ACO: Change agent or fad?

Aetna recently published results of two studies suggesting that ACOs can indeed cut Medicare enrollee costs. The results came from two medical groups – one in Ohio and one in Florida. The Florida group reduced inpatient hospital days by 37% and hospital readmissions by 27%. The Ohio group reduced inpatient days by 30% and hospital readmissions by 27%.  In each case the program started in 2009 – so not bad results for a 2 year program–right?

Recall that the goal of a Medicare ACO is to streamline care, reduce unnecessary care/procedures, focus more on patient health management than catastrophic treatment, thus leading to happier patients, more fulfilled providers and less medical cost per capita. So the concept seems to work and everybody is happy-right?
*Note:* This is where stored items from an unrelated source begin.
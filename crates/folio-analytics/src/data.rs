//! # Data
//!
//! The catalog of books, shops, employees and customers together with the
//! purchases recorded against it.
//!
//! ## Recording Flow
//! ```text
//! record_purchase(purchase)
//!      │
//!      ├── shop, employee, customer, books exist? ──no──► Core(..NotFound)
//!      ├── shop / customer countries match catalog? ─no──► ReferenceMismatch
//!      ├── employee works at the shop? ──────────────no──► ReferenceMismatch
//!      │
//!      ▼
//! Purchases::append ──► visible to queries
//! ```

use std::sync::Arc;
use tracing::{debug, info, warn};

use folio_core::money::DEPLOYMENT_CURRENCY;
use folio_core::{Catalog, CoreError, CountryCode, Employee, Purchase};

use crate::config::AnalyticsConfig;
use crate::error::{AnalyticsError, AnalyticsResult};
use crate::purchases::Purchases;

/// Catalog plus purchase index.
#[derive(Debug, Default)]
pub struct Data {
    catalog: Catalog,
    purchases: Purchases,
}

impl Data {
    pub fn new(catalog: Catalog, config: &AnalyticsConfig) -> Self {
        info!(
            books = catalog.books().len(),
            shops = catalog.shops().len(),
            employees = catalog.employees().len(),
            customers = catalog.customers().len(),
            "Analytics data initialized"
        );
        Data {
            catalog,
            purchases: Purchases::new(config),
        }
    }

    pub fn catalog(&self) -> &Catalog {
        &self.catalog
    }

    /// Query handle; clones share the same index.
    pub fn purchases(&self) -> &Purchases {
        &self.purchases
    }

    pub fn purchase_count(&self) -> usize {
        self.purchases.len()
    }

    /// Checks a purchase against the catalog and appends it.
    ///
    /// ## Errors
    /// - [`AnalyticsError::Core`] when a referenced entity is unknown
    /// - [`AnalyticsError::ReferenceMismatch`] when a denormalized country
    ///   or the employee's shop disagrees with the catalog
    pub fn record_purchase(&self, purchase: Purchase) -> AnalyticsResult<Arc<Purchase>> {
        if let Err(err) = self.check_references(&purchase) {
            warn!(error = %err, shop = %purchase.shop().id, "Rejected purchase");
            return Err(err);
        }

        let purchase = self.purchases.append(purchase);
        debug!(
            shop = %purchase.shop().id,
            employee = %purchase.employee(),
            year = purchase.year(),
            "Purchase recorded"
        );
        Ok(purchase)
    }

    fn check_references(&self, purchase: &Purchase) -> AnalyticsResult<()> {
        let shop_ref = purchase.shop();
        let shop = self.catalog.shop(shop_ref.id)?;
        if shop.country != shop_ref.country {
            return Err(AnalyticsError::ReferenceMismatch(format!(
                "{} is in {}, purchase says {}",
                shop.id, shop.country, shop_ref.country
            )));
        }

        let employee = self.catalog.employee(purchase.employee())?;
        if employee.shop != shop.id {
            return Err(AnalyticsError::ReferenceMismatch(format!(
                "{} works at {}, not {}",
                employee.id, employee.shop, shop.id
            )));
        }

        let customer_ref = purchase.customer();
        let customer = self.catalog.customer(customer_ref.id)?;
        if customer.country != customer_ref.country {
            return Err(AnalyticsError::ReferenceMismatch(format!(
                "{} lives in {}, purchase says {}",
                customer.id, customer.country, customer_ref.country
            )));
        }

        for item in purchase.items() {
            self.catalog.book(item.book())?;
            let found = item.price().currency();
            if found != DEPLOYMENT_CURRENCY {
                return Err(CoreError::CurrencyMismatch {
                    expected: DEPLOYMENT_CURRENCY,
                    found,
                }
                .into());
            }
        }

        Ok(())
    }

    /// Resolves the employee of the year, overall or for one country.
    pub fn employee_of_the_year(&self, year: i32, country: Option<CountryCode>) -> Option<&Employee> {
        let id = match country {
            Some(country) => self.purchases.employee_of_the_year_in(year, country),
            None => self.purchases.employee_of_the_year(year),
        }?;
        self.catalog.employee(id).ok()
    }
}

#[cfg(test)]
mod tests {
    use super::*;
    use chrono::{TimeZone, Utc};
    use folio_core::{
        BookId, Currency, CustomerId, CustomerRef, EmployeeId, Money, PurchaseItem, ShopId,
        ShopRef,
    };

    struct Fixture {
        data: Data,
        book: BookId,
        shop: ShopId,
        clerk: EmployeeId,
        local: CustomerId,
    }

    fn code(s: &str) -> CountryCode {
        s.parse().unwrap()
    }

    fn fixture() -> Fixture {
        let mut catalog = Catalog::new();
        let book = catalog
            .add_book("978-0-306-40615-7", "Dune", "Frank Herbert", Money::from_cents(1000))
            .unwrap();
        let shop = catalog.add_shop("Corner Books", "Boston", code("US")).unwrap();
        let clerk = catalog.add_employee("Ann", shop).unwrap();
        let local = catalog.add_customer("Bob", code("US")).unwrap();
        Fixture {
            data: Data::new(catalog, &AnalyticsConfig::default()),
            book,
            shop,
            clerk,
            local,
        }
    }

    fn purchase(
        shop: ShopRef,
        employee: EmployeeId,
        customer: CustomerRef,
        book: BookId,
    ) -> Purchase {
        Purchase::new(
            shop,
            employee,
            customer,
            Utc.with_ymd_and_hms(2022, 6, 1, 12, 0, 0).unwrap(),
            vec![PurchaseItem::new(book, Money::from_cents(1110), 1).unwrap()],
        )
        .unwrap()
    }

    #[test]
    fn test_record_and_resolve_employee() {
        let f = fixture();
        let shop = ShopRef::from(f.data.catalog().shop(f.shop).unwrap());
        let customer = CustomerRef::from(f.data.catalog().customer(f.local).unwrap());

        f.data
            .record_purchase(purchase(shop, f.clerk, customer, f.book))
            .unwrap();

        assert_eq!(f.data.purchase_count(), 1);
        let employee = f.data.employee_of_the_year(2022, None).unwrap();
        assert_eq!(employee.name, "Ann");
        assert_eq!(f.data.employee_of_the_year(2022, Some(code("US"))).unwrap().id, f.clerk);
        assert!(f.data.employee_of_the_year(2022, Some(code("DE"))).is_none());
        assert!(f.data.employee_of_the_year(2021, None).is_none());
    }

    #[test]
    fn test_unknown_book_rejected() {
        let f = fixture();
        let shop = ShopRef::from(f.data.catalog().shop(f.shop).unwrap());
        let customer = CustomerRef::from(f.data.catalog().customer(f.local).unwrap());

        let err = f
            .data
            .record_purchase(purchase(shop, f.clerk, customer, BookId::new(42)))
            .unwrap_err();
        assert!(matches!(err, AnalyticsError::Core(CoreError::BookNotFound(_))));
        assert!(err.is_integrity_error());
        assert_eq!(f.data.purchase_count(), 0);
    }

    #[test]
    fn test_country_mismatch_rejected() {
        let f = fixture();
        let wrong_shop = ShopRef { id: f.shop, country: code("DE") };
        let customer = CustomerRef::from(f.data.catalog().customer(f.local).unwrap());

        let err = f
            .data
            .record_purchase(purchase(wrong_shop, f.clerk, customer, f.book))
            .unwrap_err();
        assert!(matches!(err, AnalyticsError::ReferenceMismatch(_)));

        let shop = ShopRef::from(f.data.catalog().shop(f.shop).unwrap());
        let wrong_customer = CustomerRef { id: f.local, country: code("FR") };
        let err = f
            .data
            .record_purchase(purchase(shop, f.clerk, wrong_customer, f.book))
            .unwrap_err();
        assert!(matches!(err, AnalyticsError::ReferenceMismatch(_)));
        assert!(f.data.purchases().is_empty());
    }

    #[test]
    fn test_employee_of_other_shop_rejected() {
        let mut catalog = Catalog::new();
        let book = catalog
            .add_book("978-0-306-40615-7", "Dune", "Frank Herbert", Money::from_cents(1000))
            .unwrap();
        let boston = catalog.add_shop("Corner Books", "Boston", code("US")).unwrap();
        let denver = catalog.add_shop("Mile High", "Denver", code("US")).unwrap();
        let clerk = catalog.add_employee("Ann", denver).unwrap();
        let customer = catalog.add_customer("Bob", code("US")).unwrap();
        let data = Data::new(catalog, &AnalyticsConfig::default());

        let shop = ShopRef::from(data.catalog().shop(boston).unwrap());
        let customer = CustomerRef::from(data.catalog().customer(customer).unwrap());
        let err = data
            .record_purchase(purchase(shop, clerk, customer, book))
            .unwrap_err();
        assert!(matches!(err, AnalyticsError::ReferenceMismatch(_)));
    }

    #[test]
    fn test_unknown_employee_rejected() {
        let f = fixture();
        let shop = ShopRef::from(f.data.catalog().shop(f.shop).unwrap());
        let customer = CustomerRef::from(f.data.catalog().customer(f.local).unwrap());
        let err = f
            .data
            .record_purchase(purchase(shop, EmployeeId::new(9), customer, f.book))
            .unwrap_err();
        assert!(matches!(err, AnalyticsError::Core(CoreError::EmployeeNotFound(_))));
    }

    #[test]
    fn test_foreign_currency_rejected() {
        let f = fixture();
        let shop = ShopRef::from(f.data.catalog().shop(f.shop).unwrap());
        let customer = CustomerRef::from(f.data.catalog().customer(f.local).unwrap());
        let in_euros = Purchase::new(
            shop,
            f.clerk,
            customer,
            Utc.with_ymd_and_hms(2022, 6, 1, 12, 0, 0).unwrap(),
            vec![PurchaseItem::new(f.book, Money::from_minor(1110, Currency::Eur), 1).unwrap()],
        )
        .unwrap();

        let err = f.data.record_purchase(in_euros).unwrap_err();
        assert!(matches!(
            err,
            AnalyticsError::Core(CoreError::CurrencyMismatch {
                expected: Currency::Usd,
                found: Currency::Eur
            })
        ));
        assert!(err.is_integrity_error());
        assert_eq!(f.data.purchase_count(), 0);

        // Queries over the year stay in dollars after the rejection.
        f.data
            .record_purchase(purchase(shop, f.clerk, customer, f.book))
            .unwrap();
        assert_eq!(f.data.employee_of_the_year(2022, None).unwrap().id, f.clerk);
        let summary = f.data.purchases().summarize_totals(2022, |_| true).unwrap();
        assert_eq!(summary.count, 1);
        assert_eq!(summary.sum, Money::from_cents(1110));
    }
}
Well not everybody!  The Aetna study shows that  ACO success can be defined in terms of less procedures, inpatient days and use of resources  for a defined population.  And the results point to the intrinsic benefits that accompany better outcomes as well as healthier patients and less patient exposure (sometimes harmful)  to unnecessary procedures.  But that is just part of the story because the Hospital and the Physician–the ones who are doing less procedures than before and the hospital that is seeing its inpatient volume shrink -, they are dealing with the reality of revenue loss unless it can be replaced through  seeing more patients, increasing unit cost, cost-shifting to non ACO managed populations or limiting access to ACO participating patients, etc. — all those consequences that are an anathema to ACO believers.

Thus individual ACO enterprises may meet all the goals set out by CMS and the private health care sector but medical costs on a consolidated basis will still go up unless…..

Unless we as an industry, choose not to wait for the next health reform shoe to drop.  Instead, let us shift our attention away from experimenting on different populations with multiple cost cutting initiatives.  Let us focus on health care delivery and pricing solutions that cut across all populations and funding sources with the goal of extracting involuntary practitioner and consumer behavior changes with respect to health care delivery and individual responsibility for lifestyle choices.  Said differently: if everyone is riding the same train at full speed it becomes difficult and potentially harmful to jump off.

That brings me back to ACOs, the topic for this blog. I happen to think that ACOs, or rather the philosophical tenets that define an ACO, are here to stay and should and can become the foundation for the wholesale change required to change our approach to accessing and funding health care.  More about that later.